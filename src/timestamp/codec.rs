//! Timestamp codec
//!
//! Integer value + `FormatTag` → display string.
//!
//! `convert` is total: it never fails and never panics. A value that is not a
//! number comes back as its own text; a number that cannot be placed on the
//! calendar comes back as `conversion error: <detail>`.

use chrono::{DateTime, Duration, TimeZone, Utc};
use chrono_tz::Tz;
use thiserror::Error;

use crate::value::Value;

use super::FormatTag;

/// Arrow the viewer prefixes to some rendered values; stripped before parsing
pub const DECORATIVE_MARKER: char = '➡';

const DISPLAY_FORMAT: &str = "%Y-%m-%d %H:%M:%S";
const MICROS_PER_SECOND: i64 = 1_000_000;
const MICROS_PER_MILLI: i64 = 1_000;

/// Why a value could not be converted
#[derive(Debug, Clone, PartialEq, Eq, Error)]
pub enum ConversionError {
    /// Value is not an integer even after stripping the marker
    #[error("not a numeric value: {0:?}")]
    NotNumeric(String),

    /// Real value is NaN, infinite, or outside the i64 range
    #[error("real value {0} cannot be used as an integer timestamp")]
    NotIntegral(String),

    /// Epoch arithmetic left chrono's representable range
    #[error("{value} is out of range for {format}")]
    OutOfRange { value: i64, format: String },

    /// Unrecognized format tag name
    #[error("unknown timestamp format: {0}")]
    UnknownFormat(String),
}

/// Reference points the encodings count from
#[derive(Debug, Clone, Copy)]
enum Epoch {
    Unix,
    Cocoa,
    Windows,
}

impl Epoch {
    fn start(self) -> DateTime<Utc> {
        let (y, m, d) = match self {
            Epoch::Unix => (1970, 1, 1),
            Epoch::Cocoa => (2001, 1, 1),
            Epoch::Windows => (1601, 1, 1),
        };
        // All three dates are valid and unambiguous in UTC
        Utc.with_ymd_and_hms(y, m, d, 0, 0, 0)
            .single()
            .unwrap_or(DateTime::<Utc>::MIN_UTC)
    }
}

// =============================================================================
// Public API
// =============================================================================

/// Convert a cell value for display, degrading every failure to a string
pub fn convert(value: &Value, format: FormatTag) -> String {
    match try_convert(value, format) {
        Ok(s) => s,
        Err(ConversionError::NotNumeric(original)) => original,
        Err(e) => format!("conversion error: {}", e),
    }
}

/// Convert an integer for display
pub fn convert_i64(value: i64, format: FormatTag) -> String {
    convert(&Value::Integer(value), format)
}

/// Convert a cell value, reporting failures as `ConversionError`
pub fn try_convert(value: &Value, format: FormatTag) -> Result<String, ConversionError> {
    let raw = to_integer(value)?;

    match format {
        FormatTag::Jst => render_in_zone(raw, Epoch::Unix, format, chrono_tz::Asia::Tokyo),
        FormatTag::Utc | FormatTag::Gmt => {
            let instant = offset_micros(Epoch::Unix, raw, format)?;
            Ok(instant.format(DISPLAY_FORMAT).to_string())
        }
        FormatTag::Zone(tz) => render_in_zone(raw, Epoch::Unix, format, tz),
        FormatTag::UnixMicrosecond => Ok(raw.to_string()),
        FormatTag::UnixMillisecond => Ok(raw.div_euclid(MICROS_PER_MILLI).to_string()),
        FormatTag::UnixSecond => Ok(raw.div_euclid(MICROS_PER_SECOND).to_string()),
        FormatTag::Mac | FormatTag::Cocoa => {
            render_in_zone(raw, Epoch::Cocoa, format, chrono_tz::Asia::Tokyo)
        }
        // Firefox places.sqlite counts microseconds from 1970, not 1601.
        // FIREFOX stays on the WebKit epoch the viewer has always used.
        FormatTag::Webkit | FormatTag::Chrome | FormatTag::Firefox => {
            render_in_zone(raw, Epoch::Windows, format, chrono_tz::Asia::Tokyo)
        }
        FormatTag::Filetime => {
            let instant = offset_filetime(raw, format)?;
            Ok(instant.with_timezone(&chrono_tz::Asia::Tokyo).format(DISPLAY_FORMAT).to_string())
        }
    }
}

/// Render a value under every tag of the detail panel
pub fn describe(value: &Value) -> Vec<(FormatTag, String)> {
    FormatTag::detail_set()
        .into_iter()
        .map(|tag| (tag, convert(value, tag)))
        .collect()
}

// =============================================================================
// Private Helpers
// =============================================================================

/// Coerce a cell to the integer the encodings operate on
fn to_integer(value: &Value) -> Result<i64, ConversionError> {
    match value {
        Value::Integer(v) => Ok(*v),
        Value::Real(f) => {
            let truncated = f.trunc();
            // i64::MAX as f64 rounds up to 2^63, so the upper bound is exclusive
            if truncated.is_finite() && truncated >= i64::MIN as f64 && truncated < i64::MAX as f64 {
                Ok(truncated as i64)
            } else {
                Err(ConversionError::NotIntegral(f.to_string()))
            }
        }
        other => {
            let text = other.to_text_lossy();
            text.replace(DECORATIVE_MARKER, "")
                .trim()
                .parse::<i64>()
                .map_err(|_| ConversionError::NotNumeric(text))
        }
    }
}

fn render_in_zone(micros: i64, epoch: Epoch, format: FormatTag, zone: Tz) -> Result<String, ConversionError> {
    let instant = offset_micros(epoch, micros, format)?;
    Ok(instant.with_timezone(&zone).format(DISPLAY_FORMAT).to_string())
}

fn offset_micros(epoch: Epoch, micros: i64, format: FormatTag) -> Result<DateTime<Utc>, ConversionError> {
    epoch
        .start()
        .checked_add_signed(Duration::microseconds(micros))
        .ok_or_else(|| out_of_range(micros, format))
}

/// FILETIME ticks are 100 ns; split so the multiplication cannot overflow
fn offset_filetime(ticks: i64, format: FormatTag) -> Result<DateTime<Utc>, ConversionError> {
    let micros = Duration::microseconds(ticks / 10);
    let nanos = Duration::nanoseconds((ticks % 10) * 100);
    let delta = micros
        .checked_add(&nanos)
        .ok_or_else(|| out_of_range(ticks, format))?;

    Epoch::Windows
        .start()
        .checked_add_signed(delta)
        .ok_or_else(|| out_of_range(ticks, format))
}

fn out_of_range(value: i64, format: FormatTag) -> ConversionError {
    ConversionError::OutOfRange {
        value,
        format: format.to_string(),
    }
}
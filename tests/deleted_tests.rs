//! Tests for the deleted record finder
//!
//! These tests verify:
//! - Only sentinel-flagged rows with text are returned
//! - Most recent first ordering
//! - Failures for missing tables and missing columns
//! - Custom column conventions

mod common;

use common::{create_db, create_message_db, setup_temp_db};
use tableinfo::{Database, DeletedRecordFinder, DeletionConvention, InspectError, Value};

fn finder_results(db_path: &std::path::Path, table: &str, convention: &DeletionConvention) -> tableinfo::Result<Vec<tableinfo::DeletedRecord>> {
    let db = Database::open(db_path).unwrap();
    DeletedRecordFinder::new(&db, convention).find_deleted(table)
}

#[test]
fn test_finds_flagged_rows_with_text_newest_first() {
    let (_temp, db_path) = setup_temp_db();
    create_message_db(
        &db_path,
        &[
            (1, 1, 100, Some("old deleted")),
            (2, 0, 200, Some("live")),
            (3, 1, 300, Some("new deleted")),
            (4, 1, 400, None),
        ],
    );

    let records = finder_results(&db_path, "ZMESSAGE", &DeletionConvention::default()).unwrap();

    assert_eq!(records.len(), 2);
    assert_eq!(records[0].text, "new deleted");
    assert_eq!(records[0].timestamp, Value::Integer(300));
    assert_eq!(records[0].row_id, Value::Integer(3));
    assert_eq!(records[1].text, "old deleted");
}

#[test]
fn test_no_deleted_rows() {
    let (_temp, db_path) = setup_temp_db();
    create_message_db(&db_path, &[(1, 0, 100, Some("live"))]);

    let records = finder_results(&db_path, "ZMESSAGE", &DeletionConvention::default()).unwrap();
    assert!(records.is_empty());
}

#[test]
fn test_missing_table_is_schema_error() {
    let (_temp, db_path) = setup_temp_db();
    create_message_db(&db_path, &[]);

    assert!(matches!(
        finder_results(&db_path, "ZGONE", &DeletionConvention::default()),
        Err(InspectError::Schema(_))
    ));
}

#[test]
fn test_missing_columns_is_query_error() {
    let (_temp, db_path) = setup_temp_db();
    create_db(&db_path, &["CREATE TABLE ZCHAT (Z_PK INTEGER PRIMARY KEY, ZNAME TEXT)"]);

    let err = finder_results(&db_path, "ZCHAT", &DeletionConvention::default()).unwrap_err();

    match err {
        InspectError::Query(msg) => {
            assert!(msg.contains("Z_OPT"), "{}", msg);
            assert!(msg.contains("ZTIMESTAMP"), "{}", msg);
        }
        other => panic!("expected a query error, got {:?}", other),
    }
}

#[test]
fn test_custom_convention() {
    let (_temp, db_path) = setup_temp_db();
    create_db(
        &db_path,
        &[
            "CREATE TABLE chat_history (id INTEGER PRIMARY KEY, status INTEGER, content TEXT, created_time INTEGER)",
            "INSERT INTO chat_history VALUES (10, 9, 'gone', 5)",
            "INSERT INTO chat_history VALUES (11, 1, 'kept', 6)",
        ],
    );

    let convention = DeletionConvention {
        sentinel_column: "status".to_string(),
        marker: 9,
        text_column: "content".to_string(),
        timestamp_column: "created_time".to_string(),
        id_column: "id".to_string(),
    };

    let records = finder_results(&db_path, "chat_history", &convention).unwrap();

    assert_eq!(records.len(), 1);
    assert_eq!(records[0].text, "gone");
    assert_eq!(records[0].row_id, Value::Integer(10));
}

--------------------------------

» **HOW TO COMPLETE THIS TASK**
From the listing above, work out how many lines hold "filename". The answer is the number and nothing more.

» **EXERCISE RESPONSE**
2